[Dataset items]
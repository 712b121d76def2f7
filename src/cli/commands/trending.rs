//! Trending command implementation.
//!
//! The `current trending` command prints the server-ranked trending list
//! with rank badges, keeping the server's order, plus a short insights
//! block summarizing the page.

use std::collections::BTreeSet;

use crate::api::ApiClient;
use crate::cli::args::TrendingArgs;
use crate::config::ApiConfig;
use crate::error::Result;
use crate::ui::theme::CurrentTheme;
use crate::ui::{
    card_lines, format_grouped, format_metric, rank_styled, summary_line, OutputMode, Table,
    UserInterface,
};

use super::dispatcher::{Command, CommandResult};

/// The trending command implementation.
pub struct TrendingCommand {
    config: ApiConfig,
    args: TrendingArgs,
}

impl TrendingCommand {
    /// Create a new trending command.
    pub fn new(config: &ApiConfig, args: TrendingArgs) -> Self {
        Self {
            config: config.clone(),
            args,
        }
    }

    /// Get the command arguments.
    pub fn args(&self) -> &TrendingArgs {
        &self.args
    }
}

impl Command for TrendingCommand {
    fn execute(&self, ui: &mut dyn UserInterface) -> Result<CommandResult> {
        let client = ApiClient::new(&self.config);

        if self.args.json {
            let response = match client.trending(self.args.sort_by, self.args.limit) {
                Ok(response) => response,
                Err(e) => {
                    ui.error(&format!("Error: {}", e));
                    return Ok(CommandResult::failure(1));
                }
            };
            ui.message(&serde_json::to_string_pretty(&response)?);
            return Ok(CommandResult::success());
        }

        ui.show_header("Trending Stacks");

        let mut spinner = ui.start_spinner("Fetching trending stacks...");
        let response = match client.trending(self.args.sort_by, self.args.limit) {
            Ok(response) => {
                spinner.finish_and_clear();
                response
            }
            Err(e) => {
                spinner.finish_error("Failed to fetch trending stacks");
                ui.error(&format!("Error: {}", e));
                return Ok(CommandResult::failure(1));
            }
        };

        // The server's order is the ranking; never re-sort it here.
        let stacks = response.stacks;

        if ui.output_mode() == OutputMode::Quiet {
            for (i, stack) in stacks.iter().enumerate() {
                ui.message(&format!("#{} {}", i + 1, summary_line(stack)));
            }
            return Ok(CommandResult::success());
        }

        let theme = CurrentTheme::new();

        if stacks.is_empty() {
            ui.message(&format!(
                "  {}",
                theme.dim.apply_to("Nothing is trending right now.")
            ));
            return Ok(CommandResult::success());
        }

        ui.message(&format!(
            "  {}",
            theme
                .dim
                .apply_to(format!("Top {} by {}", stacks.len(), self.args.sort_by))
        ));
        ui.message("");

        if ui.output_mode().shows_detail() {
            for (i, stack) in stacks.iter().enumerate() {
                if i > 0 {
                    ui.message("");
                }
                for line in card_lines(stack, Some(i + 1), &theme) {
                    ui.message(&line);
                }
            }
        } else {
            let mut table = Table::new(vec![
                "Rank", "Name", "Version", "Language", "Stars", "Weekly",
            ])
            .align_right(4)
            .align_right(5);
            for (i, stack) in stacks.iter().enumerate() {
                table.add_row(vec![
                    &rank_styled(i + 1, &theme),
                    &stack.name,
                    &stack.latest_version,
                    &stack.language,
                    &format_metric(stack.github_stars),
                    &format_metric(stack.downloads_weekly),
                ]);
            }
            for line in table.render().lines() {
                ui.message(line);
            }
        }

        ui.message("");
        ui.message(&format!("  {}", theme.key.apply_to("Insights")));
        if let Some(top) = stacks.iter().max_by_key(|s| s.stars()) {
            ui.message(&format!(
                "    Most starred: {} ({})",
                theme.highlight.apply_to(&top.name),
                format_metric(top.github_stars)
            ));
        }
        let total_stars: u64 = stacks.iter().map(|s| s.stars()).sum();
        ui.message(&format!(
            "    Combined stars: {}",
            format_grouped(total_stars)
        ));
        let languages: BTreeSet<&str> = stacks.iter().map(|s| s.language.as_str()).collect();
        ui.message(&format!("    Languages represented: {}", languages.len()));

        ui.show_hint("Try `--sort-by downloads` for a different ranking");

        Ok(CommandResult::success())
    }
}

#[cfg(test)]
mod tests {
    use super::*;
    use crate::api::TrendingSort;
    use crate::ui::MockUI;
    use httpmock::prelude::*;

    const TRENDING: &str = r#"{
        "stacks": [
            {
                "name": "React",
                "language": "JavaScript",
                "latest_version": "19.1.0",
                "release_date": "2025-03-28",
                "docs_url": "https://react.dev",
                "install": {"npm": "npm install react"},
                "github_stars": 230000,
                "downloads_weekly": 32500000,
                "category": "frontend"
            },
            {
                "name": "Vue",
                "language": "JavaScript",
                "latest_version": "3.5.13",
                "release_date": "2025-01-20",
                "docs_url": "https://vuejs.org",
                "install": {"npm": "npm install vue"},
                "github_stars": 208000,
                "downloads_weekly": 5600000,
                "category": "frontend"
            },
            {
                "name": "FastAPI",
                "language": "Python",
                "latest_version": "0.115.0",
                "release_date": "2025-02-10",
                "docs_url": "https://fastapi.tiangolo.com",
                "install": {"pip": "pip install fastapi"},
                "github_stars": 78000,
                "downloads_weekly": 9400000,
                "category": "backend"
            }
        ],
        "sort_by": "stars",
        "total_count": 3
    }"#;

    fn command_for(server: &MockServer, args: TrendingArgs) -> TrendingCommand {
        TrendingCommand::new(&ApiConfig::new(server.base_url()), args)
    }

    #[test]
    fn forwards_sort_and_limit_to_the_api() {
        let server = MockServer::start();
        let mock = server.mock(|when, then| {
            when.method(GET)
                .path("/stacks/trending")
                .query_param("sort_by", "downloads")
                .query_param("limit", "50");
            then.status(200).body(TRENDING);
        });
        let args = TrendingArgs {
            sort_by: TrendingSort::Downloads,
            limit: 50,
            json: false,
        };
        let cmd = command_for(&server, args);
        let mut ui = MockUI::new();

        let result = cmd.execute(&mut ui).unwrap();

        assert!(result.success);
        mock.assert();
    }

    #[test]
    fn keeps_the_server_ranking_order() {
        let server = MockServer::start();
        server.mock(|when, then| {
            when.method(GET).path("/stacks/trending");
            then.status(200).body(TRENDING);
        });
        let cmd = command_for(&server, TrendingArgs::default());
        let mut ui = MockUI::with_mode(OutputMode::Quiet);

        cmd.execute(&mut ui).unwrap();

        assert_eq!(
            ui.messages(),
            ["#1 React v19.1.0", "#2 Vue v3.5.13", "#3 FastAPI v0.115.0"]
        );
    }

    #[test]
    fn renders_rank_badges_and_insights() {
        let server = MockServer::start();
        server.mock(|when, then| {
            when.method(GET).path("/stacks/trending");
            then.status(200).body(TRENDING);
        });
        let cmd = command_for(&server, TrendingArgs::default());
        let mut ui = MockUI::new();

        cmd.execute(&mut ui).unwrap();

        assert!(ui.has_header("Trending Stacks"));
        assert!(ui.has_message("#1"));
        assert!(ui.has_message("Most starred:"));
        assert!(ui.has_message("Combined stars: 516,000"));
        assert!(ui.has_message("Languages represented: 2"));
    }

    #[test]
    fn fetch_failure_renders_error_view() {
        let server = MockServer::start();
        server.mock(|when, then| {
            when.method(GET).path("/stacks/trending");
            then.status(500).body("boom");
        });
        let cmd = command_for(&server, TrendingArgs::default());
        let mut ui = MockUI::new();

        let result = cmd.execute(&mut ui).unwrap();

        assert!(!result.success);
        assert_eq!(result.exit_code, 1);
        assert!(ui.has_error("HTTP 500"));
    }

    #[test]
    fn json_output_is_the_raw_response() {
        let server = MockServer::start();
        server.mock(|when, then| {
            when.method(GET).path("/stacks/trending");
            then.status(200).body(TRENDING);
        });
        let args = TrendingArgs {
            json: true,
            ..Default::default()
        };
        let cmd = command_for(&server, args);
        let mut ui = MockUI::new();

        cmd.execute(&mut ui).unwrap();

        let payload: serde_json::Value = serde_json::from_str(&ui.messages()[0]).unwrap();
        assert_eq!(payload["sort_by"], "stars");
        assert_eq!(payload["stacks"][0]["name"], "React");
    }
}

To do ::
Return each line of the entries that holds the string "crate".

Response to this task ::
use crate::api::ApiClient;
use crate::cli::args::TrendingArgs;
use crate::config::ApiConfig;
use crate::error::Result;
use crate::ui::theme::CurrentTheme;
use crate::ui::{
    use crate::api::TrendingSort;
    use crate::ui::MockUI;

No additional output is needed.